Looking at a recent radar image from the Langley Hill weather radar near Hoquiam, you would be running for an umbrella and your rain gear. Here is the image around 8:51 PM Monday. Wow. This is the radar reflectivity (the amount of radar signal scattered back to the radar) from the lowest radar beam (.5 degrees above the horizon). VERY heavy precipitation is indicated offshore. Such dark reds are either torrential rain or hail. But none of the forecasts are calling for rain. What gives?
Next, lets check the visible satellite image a few hours earlier (6:30 PM). NOTHING IS OUT THERE!
Our computer model forecasts indicate no chance of precipitation over the eastern Pacific.
So that is going on? A profound case of anomalous propagation produced by a low-level inversion.

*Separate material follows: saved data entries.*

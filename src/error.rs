//! Error taxonomy for the split pipeline.
//!
//! Every variant is fatal: the run stops at the first one. Part files and index rows that
//! were already written stay on disk as valid partial output. The only non-fatal condition,
//! an oversized record, is reported as a warning by the partitioner and never surfaces here.

use std::io;
use std::path::PathBuf;

/// Number of characters of a failing span kept in a [`SplitError::Decode`] message
pub const DECODE_SNIPPET_CHARS: usize = 200;

#[derive(Debug, thiserror::Error)]
pub enum SplitError {
    /// The first non-whitespace byte of the input is not `[`
    #[error("input is not a JSON array: expected '[' at byte {offset}, found {}", describe(.found))]
    MalformedWrapper { found: Option<char>, offset: u64 },

    /// Input ended inside an element or between elements without a closing `]`
    #[error("unexpected end of input at byte {offset}: unterminated object or array")]
    UnterminatedObject { offset: u64 },

    /// An element did not start with `{`, or a separator was neither `,` nor `]`
    #[error("unexpected character {found:?} at byte {offset}")]
    UnexpectedCharacter { found: char, offset: u64 },

    #[error("JSON error: {source}\nSnippet: {snippet}...")]
    Decode {
        snippet: String,
        #[source]
        source: serde_json::Error,
    },

    #[error("failed to serialize conversation: {0}")]
    Encode(#[source] serde_json::Error),

    #[error("invalid size {0:?} (expected digits with optional K/M/G suffix, e.g. 50MB)")]
    SizeFormat(String),

    #[error("invalid configuration: {0}")]
    InvalidConfig(String),

    #[error("I/O error on {}: {source}", .path.display())]
    Io {
        path: PathBuf,
        #[source]
        source: io::Error,
    },

    #[error("CSV error on {}: {source}", .path.display())]
    Csv {
        path: PathBuf,
        #[source]
        source: csv::Error,
    },
}

impl SplitError {
    pub(crate) fn io(path: impl Into<PathBuf>, source: io::Error) -> Self {
        Self::Io { path: path.into(), source }
    }

    pub(crate) fn csv(path: impl Into<PathBuf>, source: csv::Error) -> Self {
        Self::Csv { path: path.into(), source }
    }
}

fn describe(found: &Option<char>) -> String {
    match found {
        Some(ch) => format!("{:?}", ch),
        None => "end of input".to_string(),
    }
}

pub type Result<T, E = SplitError> = std::result::Result<T, E>;
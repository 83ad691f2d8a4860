//! Conversation Splitter - Stream a ChatGPT `conversations.json` export into bounded parts
//!
//! Exports are a single JSON array that can run to gigabytes. This library walks the array
//! one element at a time and never holds more than the pending part in memory. It supports:
//!
//! - Scanning top-level array elements with a small state machine ([`ArrayScanner`])
//! - Grouping conversations into `conversations_part_NNN.json` files bounded by record
//!   count and serialized size
//! - Writing `index.csv` with per-conversation statistics and its part file
//! - Optionally flattening user/assistant messages into `messages.csv`
//! - Searching `messages.csv` and rendering one conversation as HTML ([`viewer`])
//!
//! # Example
//!
//! ```no_run
//! use conversation_splitter::{PartitionLimits, SplitConfig, split_conversations};
//! use std::path::PathBuf;
//!
//! let config = SplitConfig {
//!     input: PathBuf::from("conversations.json"),
//!     out_dir: PathBuf::from("parts"),
//!     limits: PartitionLimits { max_records: 100, max_bytes: 10 * 1024 * 1024 },
//!     emit_messages_csv: true,
//! };
//! let report = split_conversations(&config)?;
//! println!("Wrote {} part files", report.parts.len());
//! # Ok::<(), conversation_splitter::SplitError>(())
//! ```

pub mod cli;
pub mod config;
pub mod error;
pub mod extract;
pub mod models;
pub mod output;
pub mod parsers;
pub mod partition;
pub mod splitter;
pub mod utils;
pub mod viewer;

// Re-export commonly used types
pub use config::{PartitionLimits, SplitConfig};
pub use error::SplitError;
pub use models::{Conversation, IndexRow, MessageRow};
pub use parsers::{ArrayScanner, decode_span};
pub use splitter::{SplitReport, split_conversations, split_reader};
pub use utils::parse_size;
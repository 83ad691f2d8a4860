use serde_json::Value;

/// Shapes a message `content` field takes in exports
#[derive(Debug, Clone, Copy, PartialEq)]
pub enum MessageContent<'a> {
    /// `{"content_type": ..., "parts": [...]}`
    PartsObject(&'a [Value]),
    /// A bare `[...]` of parts
    PartsList(&'a [Value]),
    PlainString(&'a str),
    /// Null, numbers, objects without `parts`, or a missing field
    Other,
}

impl<'a> MessageContent<'a> {
    pub fn from_value(value: Option<&'a Value>) -> Self {
        match value {
            Some(Value::Object(map)) => match map.get("parts") {
                Some(Value::Array(parts)) => MessageContent::PartsObject(parts),
                // `parts` present but not a list contributes nothing
                Some(_) => MessageContent::PartsObject(&[]),
                None => MessageContent::Other,
            },
            Some(Value::Array(parts)) => MessageContent::PartsList(parts),
            Some(Value::String(s)) => MessageContent::PlainString(s),
            _ => MessageContent::Other,
        }
    }

    /// Plain text of the content
    pub fn text(&self) -> String {
        match self {
            MessageContent::PartsObject(parts) => parts_object_text(parts),
            MessageContent::PartsList(parts) => parts_list_text(parts),
            MessageContent::PlainString(s) => plain_string_text(s),
            MessageContent::Other => String::new(),
        }
    }
}

fn parts_object_text(parts: &[Value]) -> String {
    join_text_parts(parts)
}

fn parts_list_text(parts: &[Value]) -> String {
    join_text_parts(parts)
}

fn plain_string_text(s: &str) -> String {
    s.to_string()
}

/// Joins string parts and `{"text": "..."}` parts with newlines; tool calls, images and
/// anything else are skipped
fn join_text_parts(parts: &[Value]) -> String {
    parts.iter().filter_map(part_text).collect::<Vec<_>>().join("\n")
}

fn part_text(part: &Value) -> Option<&str> {
    match part {
        Value::String(s) => Some(s),
        Value::Object(map) => map.get("text").and_then(Value::as_str),
        _ => None,
    }
}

Radar beams emitted by weather radars normally don't go straight: they are bent slightly (refracted) downward by the change of atmospheric density with height (air is denser near the surface and less dense aloft). Such refraction is good, because it gives our radar extra range, partially compensating for the curvature of the earth (see figure).

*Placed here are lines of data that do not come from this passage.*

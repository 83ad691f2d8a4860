use std::path::{Path, PathBuf};

use crate::error::Result;
use crate::extract::{ConversationSummary, iso_local};
use crate::models::{Conversation, INDEX_HEADER, IndexRow};
use crate::output::CsvTable;
use crate::partition::Placement;

pub const INDEX_FILE_NAME: &str = "index.csv";

/// Writer for `index.csv`, one row per conversation
pub struct IndexWriter {
    table: CsvTable,
}

impl IndexWriter {
    pub fn create(out_dir: &Path) -> Result<Self> {
        Ok(Self { table: CsvTable::create(&out_dir.join(INDEX_FILE_NAME), &INDEX_HEADER)? })
    }

    /// Appends the row for `conversation`, naming the part file from `placement`
    ///
    /// Must be called right after the partitioner placed the conversation.
    pub fn append(
        &mut self,
        conversation: &Conversation,
        summary: &ConversationSummary,
        placement: &Placement,
    ) -> Result<IndexRow> {
        let row = IndexRow {
            conversation_id: conversation.id_cell(),
            title: conversation.title_cell(),
            messages: summary.message_count,
            first_time: summary.first_time.and_then(iso_local).unwrap_or_default(),
            last_time: summary.last_time.and_then(iso_local).unwrap_or_default(),
            part_file: placement.part_file.clone(),
        };
        self.table.append(&row)?;
        Ok(row)
    }

    pub fn rows(&self) -> usize {
        self.table.rows()
    }

    pub fn finish(self) -> Result<PathBuf> {
        self.table.finish()
    }
}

An inversion, when warm (less dense) air is above cooler (more dense) air, can really rev up the refraction by causing a greater decrease in density with height. And with very warm air aloft and cool air near the Pacific Ocean surface, the last day or two has had strong inversions.

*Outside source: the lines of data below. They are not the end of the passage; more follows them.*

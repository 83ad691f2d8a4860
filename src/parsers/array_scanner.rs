//! Incremental scanner over a top-level JSON array of objects
//!
//! [`ArrayScanner`] pulls one byte at a time from a buffered reader and yields the raw text
//! of each array element, braces included, without parsing it. Only string, escape and
//! brace-depth bookkeeping happens here; grammar checking is left to
//! [`decode_span`](super::decoder::decode_span).
//!
//! Working on bytes instead of chars is safe: the four bytes the state machine reacts to
//! (`{`, `}`, `"`, `\`) are ASCII and never appear inside a multi-byte UTF-8 sequence.

use std::fs::File;
use std::io::{self, BufRead, BufReader, Read};
use std::path::{Path, PathBuf};

use crate::error::{Result, SplitError};

const UTF8_BOM: [u8; 3] = [0xEF, 0xBB, 0xBF];

/// Raw, undecoded text of one top-level element
#[derive(Debug, Clone, PartialEq, Eq)]
pub struct RawSpan {
    /// Byte offset of the opening `{` in the input
    pub offset: u64,
    pub bytes: Vec<u8>,
}

impl RawSpan {
    pub fn as_bytes(&self) -> &[u8] {
        &self.bytes
    }

    pub fn len(&self) -> usize {
        self.bytes.len()
    }

    pub fn is_empty(&self) -> bool {
        self.bytes.is_empty()
    }
}

/// Lexical state inside an element
#[derive(Debug, Clone, Copy, PartialEq, Eq)]
enum ScanState {
    Outside,
    InString,
    InStringEscaped,
}

/// Where the scanner stands relative to the array structure
#[derive(Debug, Clone, Copy, PartialEq, Eq)]
enum Phase {
    /// Nothing read yet; the wrapper `[` is still to be checked
    Start,
    /// An element was emitted; a `,` or `]` comes next
    AfterElement,
    /// Closing `]` seen, or an error was returned
    Done,
}

/// Pull-based producer of [`RawSpan`]s
///
/// The iterator is finite and fused: after the closing `]` or after the first error it
/// only returns `None`. Bytes after the closing `]` are never read.
///
/// # Examples
///
/// ```
/// use conversation_splitter::parsers::ArrayScanner;
///
/// let input = br#"[ {"id":"a"}, {"id":"b","title":"{not a brace}"} ]"#;
/// let spans: Vec<_> = ArrayScanner::new(&input[..]).collect::<Result<_, _>>().unwrap();
///
/// assert_eq!(spans.len(), 2);
/// assert_eq!(spans[1].bytes, br#"{"id":"b","title":"{not a brace}"}"#);
/// ```
pub struct ArrayScanner<R> {
    bytes: io::Bytes<R>,
    source: PathBuf,
    offset: u64,
    phase: Phase,
}

impl ArrayScanner<BufReader<File>> {
    /// Opens `path` for scanning
    pub fn open(path: &Path) -> Result<Self> {
        let file = File::open(path).map_err(|e| SplitError::io(path, e))?;
        Ok(Self::new(BufReader::new(file)).with_source(path))
    }
}

impl<R: BufRead> ArrayScanner<R> {
    pub fn new(reader: R) -> Self {
        Self { bytes: reader.bytes(), source: PathBuf::from("<input>"), offset: 0, phase: Phase::Start }
    }

    /// Sets the path reported in I/O errors
    pub fn with_source(mut self, source: &Path) -> Self {
        self.source = source.to_path_buf();
        self
    }

    /// Number of input bytes consumed so far
    pub fn bytes_consumed(&self) -> u64 {
        self.offset
    }

    fn next_byte(&mut self) -> Result<Option<u8>> {
        match self.bytes.next() {
            Some(Ok(byte)) => {
                self.offset += 1;
                Ok(Some(byte))
            }
            Some(Err(e)) => Err(SplitError::io(&self.source, e)),
            None => Ok(None),
        }
    }

    /// Skips JSON whitespace starting at `current`, returning the first other byte
    fn skip_whitespace(&mut self, mut current: Option<u8>) -> Result<Option<u8>> {
        while let Some(byte) = current {
            if !is_json_whitespace(byte) {
                break;
            }
            current = self.next_byte()?;
        }
        Ok(current)
    }

    fn next_significant(&mut self) -> Result<Option<u8>> {
        let first = self.next_byte()?;
        self.skip_whitespace(first)
    }

    /// Offset of the byte most recently returned by `next_byte`
    fn last_offset(&self) -> u64 {
        self.offset.saturating_sub(1)
    }

    fn unexpected(&self, byte: u8) -> SplitError {
        SplitError::UnexpectedCharacter { found: char::from(byte), offset: self.last_offset() }
    }

    fn unterminated(&self) -> SplitError {
        SplitError::UnterminatedObject { offset: self.offset }
    }

    /// Checks the opening `[` and returns the byte that follows it
    fn open_array(&mut self) -> Result<Option<u8>> {
        let mut first = self.next_byte()?;
        if first == Some(UTF8_BOM[0]) {
            for expected in &UTF8_BOM[1..] {
                if self.next_byte()? != Some(*expected) {
                    return Err(SplitError::MalformedWrapper {
                        found: Some(char::from(UTF8_BOM[0])),
                        offset: 0,
                    });
                }
            }
            first = self.next_byte()?;
        }

        match self.skip_whitespace(first)? {
            Some(b'[') => self.next_significant(),
            found => Err(SplitError::MalformedWrapper {
                found: found.map(char::from),
                offset: if found.is_some() { self.last_offset() } else { self.offset },
            }),
        }
    }

    /// Reads past the separator after an element and returns the byte that starts the next
    /// one, or `None` when the array is closed
    fn after_element(&mut self) -> Result<Option<u8>> {
        match self.next_significant()? {
            Some(b',') => match self.next_significant()? {
                Some(b']') => Ok(None),
                Some(byte) => Ok(Some(byte)),
                None => Err(self.unterminated()),
            },
            Some(b']') => Ok(None),
            Some(byte) => Err(self.unexpected(byte)),
            None => Err(self.unterminated()),
        }
    }

    /// Scans one object whose opening `{` has just been read
    fn scan_object(&mut self) -> Result<RawSpan> {
        let start = self.last_offset();
        let mut buf = vec![b'{'];
        let mut depth: usize = 1;
        let mut state = ScanState::Outside;

        while depth > 0 {
            let Some(byte) = self.next_byte()? else {
                return Err(self.unterminated());
            };
            buf.push(byte);

            state = match (state, byte) {
                (ScanState::Outside, b'"') => ScanState::InString,
                (ScanState::Outside, b'{') => {
                    depth += 1;
                    ScanState::Outside
                }
                (ScanState::Outside, b'}') => {
                    depth -= 1;
                    ScanState::Outside
                }
                (ScanState::Outside, _) => ScanState::Outside,
                (ScanState::InString, b'\\') => ScanState::InStringEscaped,
                (ScanState::InString, b'"') => ScanState::Outside,
                (ScanState::InString, _) => ScanState::InString,
                (ScanState::InStringEscaped, _) => ScanState::InString,
            };
        }

        Ok(RawSpan { offset: start, bytes: buf })
    }

    fn advance(&mut self) -> Result<Option<RawSpan>> {
        let next = match self.phase {
            Phase::Start => self.open_array()?,
            Phase::AfterElement => self.after_element()?,
            Phase::Done => return Ok(None),
        };

        match next {
            Some(b'{') => {
                let span = self.scan_object()?;
                self.phase = Phase::AfterElement;
                Ok(Some(span))
            }
            // `]` directly after `[`
            Some(b']') if self.phase == Phase::Start => {
                self.phase = Phase::Done;
                Ok(None)
            }
            Some(byte) => Err(self.unexpected(byte)),
            None if self.phase == Phase::Start => Err(self.unterminated()),
            None => {
                self.phase = Phase::Done;
                Ok(None)
            }
        }
    }
}

impl<R: BufRead> Iterator for ArrayScanner<R> {
    type Item = Result<RawSpan>;

    fn next(&mut self) -> Option<Self::Item> {
        match self.advance() {
            Ok(Some(span)) => Some(Ok(span)),
            Ok(None) => {
                self.phase = Phase::Done;
                None
            }
            Err(e) => {
                self.phase = Phase::Done;
                Some(Err(e))
            }
        }
    }
}

impl<R: BufRead> std::iter::FusedIterator for ArrayScanner<R> {}

fn is_json_whitespace(byte: u8) -> bool {
    matches!(byte, b' ' | b'\t' | b'\n' | b'\r')
}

To show this, here is the vertical temperature sounding at Quillayate, on the WA coast on Monday morning. The dew point temperature is also shown (left line). The Y-axis is height (700 hPa is about 10,000 ft) Very strong inversion above a layer of cool air near the surface.
So down worry too much about rain along the Washington Coast for the next few days.
There were some isolated thunderstorms over eastern Oregon yesterday (see radar image for 7:45 PM Monday). A few isolated lightning strokes.
But big changes are a'coming this weekend....with far cooler temperatures and light showers on tap. Enjoy the warmth...it won't last.